11

I thought I would be able to take a User who does not have delete privileges on an object, delete records from that object, and get a DmlException. No dice. Below are the Case permissions for the Standard User profile:

Read,Create,Edit

However the following test fails:

static testMethod void testDmlException_Delete()
{
    List<Case> records = SObjectFactory.create(Case.sObjectType, RECORD_COUNT);
    User standardUser = new User(ProfileId = STANDARD_USER_PROFILE.Id);
    DmlException expectedException;
    system.runAs(standardUser)
    {
        try
        {
            delete records;
        }
        catch (DmlException dmx)
        {
            expectedException = dmx;
        }
    }
    //system.assertEquals(RECORD_COUNT, [SELECT count() FROM Case]);
    //system.assertNotEquals(null, expectedException);
}

Both of the above assertions fail when uncommented. How can a User whose Profile does not have delete permission manage to delete a record? Shouldn't this throw a DmlException?

0

1 Answer 1

11

From the docs:

The runAs method doesn’t enforce user permissions or field-level permissions, only record sharing.

Apex code runs in system context so even though the user does not have delete permissions since the delete is done via apex it is allowed.

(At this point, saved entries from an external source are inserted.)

//! Main Quire implementation
//!
//! This module contains the [`Quire`] facade, the single entry point for
//! hosts embedding the lesson-content engine: suggestion lifecycle, page
//! reconciliation, version history and the background notification sweep
//! behind one handle. Construction goes through [`QuireBuilder`], which
//! defaults every store to its in-memory implementation and only insists
//! on one thing: a [`ContentGenerator`] must be supplied, because the crate
//! cannot invent one.

use crate::error::{QuireError, Result};
use crate::generator::ContentGenerator;
use crate::history::{RevisionNode, VersionTree};
use crate::locks::LessonLocks;
use crate::store::{
    MemoryNotificationFeed, MemoryPageStore, MemorySuggestionStore, MemoryVersionStore,
    NotificationFeed, PageStore, SuggestionStore, VersionStore,
};
use crate::suggestion::{SuggestionService, SuggestionState};
use crate::sweeper::Sweeper;
use crate::types::{
    LessonId, NotificationId, Page, QuireConfig, ReconcileReport, Revision, Suggestion,
};
use std::sync::Arc;
use tracing::{info, instrument};

/// Lesson-content engine handle
///
/// Cheap to share behind an `Arc`; all mutable state lives in the stores.
/// Dropping the last handle stops the background sweep.
///
/// # Examples
///
/// ```rust,no_run
/// use quire::{Quire, QuireBuilder};
/// use quire::generator::ContentGenerator;
/// use quire::types::{LessonId, NotificationId};
/// # use quire::error::Result;
/// # struct MyModel;
/// # impl ContentGenerator for MyModel {
/// #     fn generate(&self, _s: &str, _u: &str) -> Result<String> { Ok(String::new()) }
/// # }
///
/// # fn main() -> Result<()> {
/// let quire = QuireBuilder::new()
///     .generator(std::sync::Arc::new(MyModel))
///     .build()?;
///
/// let suggestion = quire.generate_content(LessonId(1), NotificationId(1))?;
/// quire.accept_content(LessonId(1), suggestion.proposed_content.as_deref().unwrap_or(""))?;
/// # Ok(())
/// # }
/// ```
pub struct Quire {
    pages: Arc<dyn PageStore>,
    service: Arc<SuggestionService>,
    tree: VersionTree,
    sweeper: Sweeper,
}

impl std::fmt::Debug for Quire {
    fn fmt(&self, f: &mut std::fmt::Formatter<'_>) -> std::fmt::Result {
        f.debug_struct("Quire")
            .field("sweep_running", &self.sweeper.is_running())
            .finish_non_exhaustive()
    }
}

impl Quire {
    /// Start building a `Quire` instance
    pub fn builder() -> QuireBuilder {
        QuireBuilder::new()
    }

    // ---- suggestion lifecycle ----

    /// Generate (or return cached) insight text for a notification
    pub fn generate_insights(
        &self,
        lesson: LessonId,
        notification: NotificationId,
    ) -> Result<Suggestion> {
        self.service.generate_insights(lesson, notification)
    }

    /// Generate (or return cached) proposed lesson content
    pub fn generate_content(
        &self,
        lesson: LessonId,
        notification: NotificationId,
    ) -> Result<Suggestion> {
        self.service.generate_content(lesson, notification)
    }

    /// Re-insert page delimiters into manually edited content
    pub fn insert_delimiters(
        &self,
        lesson: LessonId,
        notification: NotificationId,
        original_content: &str,
        edited_content: &str,
    ) -> Result<String> {
        self.service
            .insert_delimiters(lesson, notification, original_content, edited_content)
    }

    /// Cached delimiter-insertion result, if any
    pub fn delimited_content(
        &self,
        lesson: LessonId,
        notification: NotificationId,
    ) -> Result<Option<String>> {
        self.service.delimited_content(lesson, notification)
    }

    /// Lifecycle state of a suggestion
    pub fn content_state(
        &self,
        lesson: LessonId,
        notification: NotificationId,
    ) -> Result<SuggestionState> {
        self.service.content_state(lesson, notification)
    }

    /// Accept edited content onto a lesson's pages (destructive reconcile)
    pub fn accept_content(&self, lesson: LessonId, new_content: &str) -> Result<ReconcileReport> {
        self.service.accept_content(lesson, new_content)
    }

    /// Revert a lesson's pages to the prior-content snapshot
    pub fn revert_to_original(&self, lesson: LessonId) -> Result<ReconcileReport> {
        self.service.revert_to_original(lesson)
    }

    /// Remove a lesson's suggestion record(s)
    pub fn delete_suggestion(&self, lesson: LessonId) -> Result<bool> {
        self.service.delete_suggestion(lesson)
    }

    /// The lesson's current page text, joined with newlines
    pub fn current_content(&self, lesson: LessonId) -> Result<String> {
        self.service.current_content(lesson)
    }

    /// The lesson's pages in ascending id order
    pub fn pages(&self, lesson: LessonId) -> Result<Vec<Page>> {
        self.pages.list_pages(lesson)
    }

    // ---- version history ----

    /// Snapshot the lesson's current content as a new revision
    ///
    /// With `parent_id` the revision becomes a branch child (`N.M`);
    /// without, a new root (`N`).
    #[instrument(skip(self), fields(lesson = %lesson))]
    pub fn save_revision(&self, lesson: LessonId, parent_id: Option<&str>) -> Result<Revision> {
        let content = self.service.current_content(lesson)?;
        let revision = self.tree.create_revision(lesson, content, parent_id)?;
        info!(version = %revision.version, "saved revision");
        Ok(revision)
    }

    /// Store an arbitrary content blob as a new revision
    pub fn save_revision_content(
        &self,
        lesson: LessonId,
        content: String,
        parent_id: Option<&str>,
    ) -> Result<Revision> {
        self.tree.create_revision(lesson, content, parent_id)
    }

    /// List a lesson's root revisions with their direct children
    pub fn history(&self, lesson: LessonId) -> Result<Vec<RevisionNode>> {
        self.tree.list_roots(lesson)
    }

    /// Fetch one revision together with its direct children
    pub fn revision(&self, history_id: &str) -> Result<RevisionNode> {
        self.tree.get_with_children(history_id)
    }

    /// Overwrite the stored content of a revision
    pub fn update_revision(
        &self,
        lesson: LessonId,
        history_id: &str,
        content: String,
    ) -> Result<Revision> {
        self.tree.update_revision_content(lesson, history_id, content)
    }

    /// Delete a revision and all its descendants; returns how many
    pub fn delete_revision(&self, history_id: &str) -> Result<usize> {
        self.tree.delete_revision(history_id)
    }

    /// Resynchronize a lesson's pages with a stored revision
    ///
    /// Splits the revision content in revert mode, reconciles without
    /// deleting, then purges placeholder-only pages lesson-wide.
    #[instrument(skip(self), fields(lesson = %lesson))]
    pub fn restore_from_version(
        &self,
        lesson: LessonId,
        history_id: &str,
    ) -> Result<ReconcileReport> {
        let revision = self.tree.get_for_lesson(lesson, history_id)?;
        info!(version = %revision.version, "restoring lesson from revision");
        self.service.restore_snapshot(lesson, &revision.content)
    }

    // ---- background sweep ----

    /// Start the background notification sweep
    ///
    /// Returns `false` if the sweep was already running.
    pub fn start_sweep(&self) -> bool {
        self.sweeper.start()
    }

    /// Stop the background sweep and wait for its thread
    pub fn stop_sweep(&self) -> bool {
        self.sweeper.stop()
    }

    /// Whether the sweep is currently running
    pub fn sweep_running(&self) -> bool {
        self.sweeper.is_running()
    }
}

/// Builder for [`Quire`] instances
///
/// Every store defaults to the in-memory implementation; the generator has
/// no default and [`build`](QuireBuilder::build) fails without one.
pub struct QuireBuilder {
    config: QuireConfig,
    pages: Option<Arc<dyn PageStore>>,
    versions: Option<Arc<dyn VersionStore>>,
    suggestions: Option<Arc<dyn SuggestionStore>>,
    feed: Option<Arc<dyn NotificationFeed>>,
    generator: Option<Arc<dyn ContentGenerator>>,
}

impl QuireBuilder {
    /// Create a new builder with default settings
    pub fn new() -> Self {
        Self {
            config: QuireConfig::default(),
            pages: None,
            versions: None,
            suggestions: None,
            feed: None,
            generator: None,
        }
    }

    /// Set the engine configuration (sweep delays)
    pub fn config(mut self, config: QuireConfig) -> Self {
        self.config = config;
        self
    }

    /// Use a custom page store
    pub fn page_store(mut self, store: Arc<dyn PageStore>) -> Self {
        self.pages = Some(store);
        self
    }

    /// Use a custom version store
    pub fn version_store(mut self, store: Arc<dyn VersionStore>) -> Self {
        self.versions = Some(store);
        self
    }

    /// Use a custom suggestion store
    pub fn suggestion_store(mut self, store: Arc<dyn SuggestionStore>) -> Self {
        self.suggestions = Some(store);
        self
    }

    /// Use a custom notification feed
    pub fn notification_feed(mut self, feed: Arc<dyn NotificationFeed>) -> Self {
        self.feed = Some(feed);
        self
    }

    /// Set the content-generation collaborator (required)
    pub fn generator(mut self, generator: Arc<dyn ContentGenerator>) -> Self {
        self.generator = Some(generator);
        self
    }

    /// Assemble the engine
    ///
    /// Fails with [`QuireError::InvalidConfiguration`] if no generator was
    /// supplied or a sweep delay is zero.
    pub fn build(self) -> Result<Quire> {
        let generator = self.generator.ok_or_else(|| {
            QuireError::InvalidConfiguration("a content generator is required".to_string())
        })?;
        if self.config.sweep_busy_delay.is_zero() || self.config.sweep_idle_delay.is_zero() {
            return Err(QuireError::InvalidConfiguration(
                "sweep delays must be non-zero".to_string(),
            ));
        }

        let pages = self
            .pages
            .unwrap_or_else(|| Arc::new(MemoryPageStore::new()));
        let versions = self
            .versions
            .unwrap_or_else(|| Arc::new(MemoryVersionStore::new()));
        let suggestions = self
            .suggestions
            .unwrap_or_else(|| Arc::new(MemorySuggestionStore::new()));
        let feed = self
            .feed
            .unwrap_or_else(|| Arc::new(MemoryNotificationFeed::new()));

        let service = Arc::new(SuggestionService::new(
            pages.clone(),
            suggestions.clone(),
            feed.clone(),
            generator,
            Arc::new(LessonLocks::new()),
        ));
        let sweeper = Sweeper::new(service.clone(), feed, suggestions, &self.config);

        info!(version = %self.config.version, "initialized quire engine");
        Ok(Quire {
            pages,
            service,
            tree: VersionTree::new(versions),
            sweeper,
        })
    }
}

impl Default for QuireBuilder {
    fn default() -> Self {
        Self::new()
    }
}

You could instead delete the records twice, and the second deletion will cause an error:

static testMethod void testDmlException_Delete()
{
    List<Case> records = SObjectFactory.create(Case.sObjectType, RECORD_COUNT);
    delete records;

    DmlException expectedException;
    Test.startTest();
        try { delete records; }
        catch (DmlException dmx) { expectedException = dmx; }
    Test.stopTest();

    system.assertEquals(RECORD_COUNT, [SELECT count() FROM Case]);
    system.assertNotEquals(null, expectedException);
}
7
  • That is helpful for answering why my methodology does not work, but does leave unresolved the question of how to throw such an exception.
    – Adrian Larson
    Commented Dec 1, 2015 at 18:01
  • 3
    You could cause it buy using a flag to let the method know to delete the record and then attempt to delete it again? Not pretty but works. Sure Crop or sfdcfox will have a better solution
    – Eric
    Commented Dec 1, 2015 at 18:12
  • 5
    I had a feeling I'd come up in this conversation.
    – sfdcfox
    Commented Dec 1, 2015 at 18:45
  • 1
    @AdrianLarson I'd go with a double-delete myself. I just tested this, and it seems to be the only way to do it.
    – sfdcfox
    Commented Dec 1, 2015 at 18:48
  • 2
    Yep double delete does cause the exception I was looking for. @Eric, if you add that to your answer, I will accept it.